If the proposed rule is made final, it means that an eligible employee in a legal same-sex marriage will be permitted to take FMLA leave for his or her spouse or family member, regardless whether the state that the employee resides in recognizes same-sex marriage.
The DOL’s proposed change was not a surprise, considering the June 2013 decision in United States v. Windsor, in which the United States Supreme Court struck down section 3 of the Defense of Marriage Act, which limited the definition of marriage to opposite-sex unions and “spouse” to individuals of the opposite sex who are married. The Windsor decision did not invalidate section 2 of the Defense of Marriage Act, which permits states to refuse to recognize same-sex marriages performed in other states.
Following the on the heels of the DOL’s proposal, on July 1, U.S. District Judge John G. Heyburn II concluded that Kentucky’s prohibition on same-sex marriage violates the Equal Protection Clause by treating same-sex couples differently than heterosexual couples. Heyburn previously struck down Kentucky’s ban on recognizing same-sex marriages from other states and countries, but he put the implementation of that ruling on hold. The decision will likely be appealed. In addition, the U.S. 6th Circuit Court of Appeals has scheduled arguments on rulings from Ohio, Michigan, Kentucky and Tennessee in a single session, on Aug. 6. The cases are unique and involve different facts, but each deals with whether statewide gay marriage bans violate the Constitution.

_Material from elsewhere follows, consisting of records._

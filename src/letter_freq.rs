// Wordtrace – A daily word search game
// Copyright (C) 2026  Neil Roberts
//
// This program is free software: you can redistribute it and/or modify
// it under the terms of the GNU General Public License as published by
// the Free Software Foundation, either version 3 of the License, or
// (at your option) any later version.
//
// This program is distributed in the hope that it will be useful,
// but WITHOUT ANY WARRANTY; without even the implied warranty of
// MERCHANTABILITY or FITNESS FOR A PARTICULAR PURPOSE.  See the
// GNU General Public License for more details.
//
// You should have received a copy of the GNU General Public License
// along with this program.  If not, see <http://www.gnu.org/licenses/>.

use super::random::SeededRandom;

// Relative frequencies of letters in English text. The exact numbers
// matter because the daily grid is generated from them with a seeded
// random number generator, so changing a weight changes every grid.
pub const UNIGRAM_WEIGHTS: [(char, u32); 26] = [
    ('A', 82),
    ('B', 15),
    ('C', 28),
    ('D', 43),
    ('E', 127),
    ('F', 22),
    ('G', 20),
    ('H', 61),
    ('I', 70),
    ('J', 2),
    ('K', 8),
    ('L', 40),
    ('M', 24),
    ('N', 67),
    ('O', 75),
    ('P', 19),
    ('Q', 1),
    ('R', 60),
    ('S', 63),
    ('T', 91),
    ('U', 28),
    ('V', 10),
    ('W', 24),
    ('X', 2),
    ('Y', 20),
    ('Z', 1),
];

// The highest weight in UNIGRAM_WEIGHTS, ie, the weight of E
pub const MAX_WEIGHT: u32 = 127;

// Weights for the letter that follows a given letter, indexed by the
// preceding letter. The order of the entries matters for the weighted
// draw, not just the weights.
const BIGRAM_WEIGHTS: [&[(char, u32)]; 26] = [
    // A
    &[
        ('N', 7),
        ('T', 6),
        ('S', 4),
        ('R', 4),
        ('L', 3),
        ('V', 2),
        ('C', 2),
        ('D', 2),
        ('G', 2),
        ('M', 2),
        ('P', 2),
        ('B', 2),
        ('Y', 2),
    ],
    // B
    &[
        ('E', 20),
        ('L', 5),
        ('O', 5),
        ('U', 5),
        ('A', 3),
        ('I', 3),
        ('R', 3),
        ('Y', 3),
    ],
    // C
    &[
        ('H', 15),
        ('O', 10),
        ('E', 8),
        ('A', 5),
        ('K', 5),
        ('L', 3),
        ('R', 3),
        ('T', 3),
        ('I', 2),
        ('U', 2),
    ],
    // D
    &[
        ('E', 15),
        ('I', 8),
        ('O', 5),
        ('A', 4),
        ('R', 3),
        ('S', 3),
        ('U', 2),
    ],
    // E
    &[
        ('R', 12),
        ('S', 10),
        ('N', 8),
        ('D', 7),
        ('A', 5),
        ('L', 5),
        ('V', 4),
        ('C', 3),
        ('T', 3),
        ('X', 2),
        ('P', 2),
    ],
    // F
    &[
        ('O', 15),
        ('F', 10),
        ('E', 8),
        ('I', 5),
        ('L', 3),
        ('A', 2),
        ('R', 2),
        ('T', 2),
        ('U', 2),
    ],
    // G
    &[
        ('R', 12),
        ('H', 10),
        ('E', 8),
        ('O', 5),
        ('A', 3),
        ('I', 3),
        ('L', 3),
        ('N', 3),
        ('U', 3),
    ],
    // H
    &[
        ('E', 30),
        ('A', 10),
        ('I', 8),
        ('O', 5),
        ('T', 3),
        ('U', 2),
    ],
    // I
    &[
        ('N', 15),
        ('S', 10),
        ('T', 8),
        ('C', 5),
        ('L', 5),
        ('O', 4),
        ('V', 4),
        ('D', 3),
        ('G', 3),
        ('M', 3),
        ('P', 3),
        ('R', 3),
    ],
    // J
    &[
        ('U', 8),
        ('O', 5),
        ('A', 3),
        ('E', 2),
    ],
    // K
    &[
        ('E', 10),
        ('I', 5),
        ('N', 3),
        ('S', 2),
    ],
    // L
    &[
        ('L', 15),
        ('Y', 10),
        ('E', 8),
        ('I', 5),
        ('A', 4),
        ('O', 3),
        ('D', 2),
        ('S', 2),
        ('U', 2),
    ],
    // M
    &[
        ('E', 15),
        ('A', 10),
        ('O', 8),
        ('P', 5),
        ('I', 4),
        ('B', 3),
        ('M', 2),
        ('U', 2),
    ],
    // N
    &[
        ('T', 12),
        ('D', 10),
        ('G', 8),
        ('S', 6),
        ('C', 4),
        ('E', 4),
        ('O', 3),
        ('A', 2),
        ('I', 2),
        ('K', 2),
        ('U', 2),
    ],
    // O
    &[
        ('F', 15),
        ('N', 12),
        ('R', 10),
        ('U', 8),
        ('W', 5),
        ('L', 4),
        ('O', 4),
        ('P', 3),
        ('D', 2),
        ('M', 2),
        ('S', 2),
        ('T', 2),
    ],
    // P
    &[
        ('R', 10),
        ('E', 8),
        ('L', 5),
        ('A', 4),
        ('O', 3),
        ('H', 2),
        ('I', 2),
        ('P', 2),
        ('S', 2),
        ('U', 2),
    ],
    // Q
    &[
        ('U', 100),
    ],
    // R
    &[
        ('E', 20),
        ('A', 10),
        ('O', 8),
        ('I', 6),
        ('S', 4),
        ('T', 4),
        ('D', 3),
        ('G', 2),
        ('K', 2),
        ('M', 2),
        ('N', 2),
        ('P', 2),
        ('U', 2),
        ('Y', 2),
    ],
    // S
    &[
        ('T', 12),
        ('E', 10),
        ('H', 8),
        ('S', 6),
        ('I', 5),
        ('O', 5),
        ('U', 4),
        ('A', 3),
        ('C', 2),
        ('K', 2),
        ('L', 2),
        ('P', 2),
        ('W', 2),
    ],
    // T
    &[
        ('H', 25),
        ('O', 10),
        ('I', 8),
        ('E', 7),
        ('A', 5),
        ('R', 5),
        ('S', 3),
        ('T', 2),
        ('U', 2),
        ('W', 2),
        ('Y', 2),
    ],
    // U
    &[
        ('S', 10),
        ('R', 8),
        ('N', 7),
        ('L', 6),
        ('P', 4),
        ('T', 4),
        ('B', 2),
        ('C', 2),
        ('D', 2),
        ('G', 2),
        ('M', 2),
    ],
    // V
    &[
        ('E', 15),
        ('I', 8),
        ('A', 3),
        ('O', 2),
    ],
    // W
    &[
        ('A', 12),
        ('I', 10),
        ('E', 8),
        ('H', 5),
        ('O', 3),
        ('S', 2),
    ],
    // X
    &[
        ('P', 5),
        ('T', 3),
        ('C', 2),
        ('I', 2),
    ],
    // Y
    &[
        ('S', 10),
        ('O', 8),
        ('E', 5),
        ('A', 2),
    ],
    // Z
    &[
        ('Z', 8),
        ('E', 5),
        ('I', 2),
    ],
];

const fn table_total(weights: &[(char, u32)]) -> u32 {
    let mut total = 0;
    let mut i = 0;

    while i < weights.len() {
        total += weights[i].1;
        i += 1;
    }

    total
}

const fn bigram_totals() -> [u32; 26] {
    let mut totals = [0; 26];
    let mut i = 0;

    while i < BIGRAM_WEIGHTS.len() {
        totals[i] = table_total(BIGRAM_WEIGHTS[i]);
        i += 1;
    }

    totals
}

// The table sums are kept alongside the tables so that a draw doesn’t
// have to add up the weights every time
const UNIGRAM_TOTAL: u32 = table_total(&UNIGRAM_WEIGHTS);
const BIGRAM_TOTALS: [u32; 26] = bigram_totals();

pub fn letter_weight(letter: char) -> Option<u32> {
    let index = (letter as usize).checked_sub('A' as usize)?;

    UNIGRAM_WEIGHTS.get(index).map(|&(_, weight)| weight)
}

// The follower table for a letter and its total weight
pub fn followers(letter: char) -> Option<(&'static [(char, u32)], u32)> {
    let index = (letter as usize).checked_sub('A' as usize)?;

    let weights = BIGRAM_WEIGHTS.get(index).copied()?;

    Some((weights, BIGRAM_TOTALS[index]))
}

// Picks a letter from the table with a probability proportional to its
// weight, where total is the sum of the weights. Consumes exactly one
// number from the generator unless the table is empty.
pub fn weighted_choice(
    weights: &[(char, u32)],
    total: u32,
    random: &mut SeededRandom,
) -> char {
    if total == 0 {
        return 'A';
    }

    let mut num = random.next() * total as f64;

    for &(letter, weight) in weights {
        if num < weight as f64 {
            return letter;
        }

        num -= weight as f64;
    }

    // num can end up just past the last entry when the subtractions
    // accumulate rounding errors
    weights[0].0
}

// Draws a letter from the unigram distribution
pub fn random_letter(random: &mut SeededRandom) -> char {
    weighted_choice(&UNIGRAM_WEIGHTS, UNIGRAM_TOTAL, random)
}

// Draws a letter given the one before it, falling back to the unigram
// distribution when there is no usable bigram data
pub fn random_follower(preceding: char, random: &mut SeededRandom) -> char {
    match followers(preceding) {
        Some((weights, total)) if total > 0 => {
            weighted_choice(weights, total, random)
        },
        _ => random_letter(random),
    }
}

// Scores a word by the rarity of its letters. Each letter is worth
// MAX_WEIGHT - weight + 1 so that common letters like E are worth 1 and
// rare ones like Z are worth MAX_WEIGHT, and then the length of the
// word is added as a bonus.
pub fn word_score(word: &str) -> u32 {
    let mut score = 0;

    for letter in word.chars() {
        let weight = letter_weight(letter.to_ascii_uppercase()).unwrap_or(1);

        score += MAX_WEIGHT - weight + 1;
    }

    score + word.chars().count() as u32
}

#[cfg(test)]
mod test {
    use super::*;

    #[test]
    fn weights() {
        assert_eq!(letter_weight('E'), Some(127));
        assert_eq!(letter_weight('Q'), Some(1));
        assert_eq!(letter_weight('A'), Some(82));
        assert_eq!(letter_weight('Z'), Some(1));
        assert_eq!(letter_weight('a'), None);
        assert_eq!(letter_weight('É'), None);
        assert_eq!(letter_weight(' '), None);

        assert_eq!(
            UNIGRAM_WEIGHTS.iter().map(|&(_, w)| w).max(),
            Some(MAX_WEIGHT),
        );
    }

    #[test]
    fn follower_tables() {
        let (q, q_total) = followers('Q').unwrap();
        assert_eq!(q, &[('U', 100)]);
        assert_eq!(q_total, 100);

        let (a, a_total) = followers('A').unwrap();
        assert_eq!(a[0], ('N', 7));
        assert_eq!(a.len(), 13);
        assert_eq!(a_total, 40);

        assert!(followers('é').is_none());
    }

    #[test]
    fn cached_totals_match_tables() {
        assert_eq!(
            UNIGRAM_WEIGHTS.iter().map(|&(_, weight)| weight).sum::<u32>(),
            UNIGRAM_TOTAL,
        );
        assert_eq!(UNIGRAM_TOTAL, 1003);

        for letter in 'A'..='Z' {
            let (weights, total) = followers(letter).unwrap();

            assert_eq!(
                weights.iter().map(|&(_, weight)| weight).sum::<u32>(),
                total,
            );
        }
    }

    #[test]
    fn choice_follows_declared_order() {
        // The first random number for seed 1 is tiny so the draw picks
        // the first entry of whatever table it is given
        let mut random = SeededRandom::new(1);
        assert_eq!(
            weighted_choice(&[('X', 1), ('Y', 1000)], 1001, &mut random),
            'X',
        );

        let mut random = SeededRandom::new(1);
        assert_eq!(random_letter(&mut random), 'A');
    }

    #[test]
    fn empty_table_defaults_to_a() {
        let mut random = SeededRandom::new(1);

        assert_eq!(weighted_choice(&[], 0, &mut random), 'A');
        assert_eq!(
            weighted_choice(&[('B', 0), ('C', 0)], 0, &mut random),
            'A',
        );

        // Neither draw should have consumed a random number
        assert_eq!(random.next(), 7.825903601782307e-06);
    }

    #[test]
    fn follower_falls_back_to_unigrams() {
        let mut with_fallback = SeededRandom::new(12345);
        let mut unigram_only = SeededRandom::new(12345);

        for _ in 0..20 {
            assert_eq!(
                random_follower('7', &mut with_fallback),
                random_letter(&mut unigram_only),
            );
        }
    }

    #[test]
    fn scores() {
        assert_eq!(word_score(""), 0);
        assert_eq!(word_score("E"), 2);
        assert_eq!(word_score("Z"), 128);
        assert_eq!(word_score("A"), 47);
        assert_eq!(word_score("CAT"), 186);
        assert_eq!(word_score("TOE"), 94);
        assert_eq!(word_score("QUIZ"), 416);
        assert_eq!(word_score("JAZZ"), 430);

        // Lowercase letters score the same as uppercase ones
        assert_eq!(word_score("cat"), 186);

        // Letters outside the table weigh 1, ie, they score like Z
        assert_eq!(word_score("9"), 128);
    }
}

While it is too early to know what will be the end result with the recent Heyburn ruling or the slew of cases to be heard in the Sixth Circuit Court of Appeals, it is highly likely the DOL’s proposed definition will become law. Employers, especially those in states that do not recognize same-sex marriage, should keep an eye on the development so that they can revise and implement policy and procedures to be compliant with federal law.
The proposal was published in the Federal Register on June 27 and interested parties can submit written comments on the proposal at www.regualtions.gov until August 11, 2014.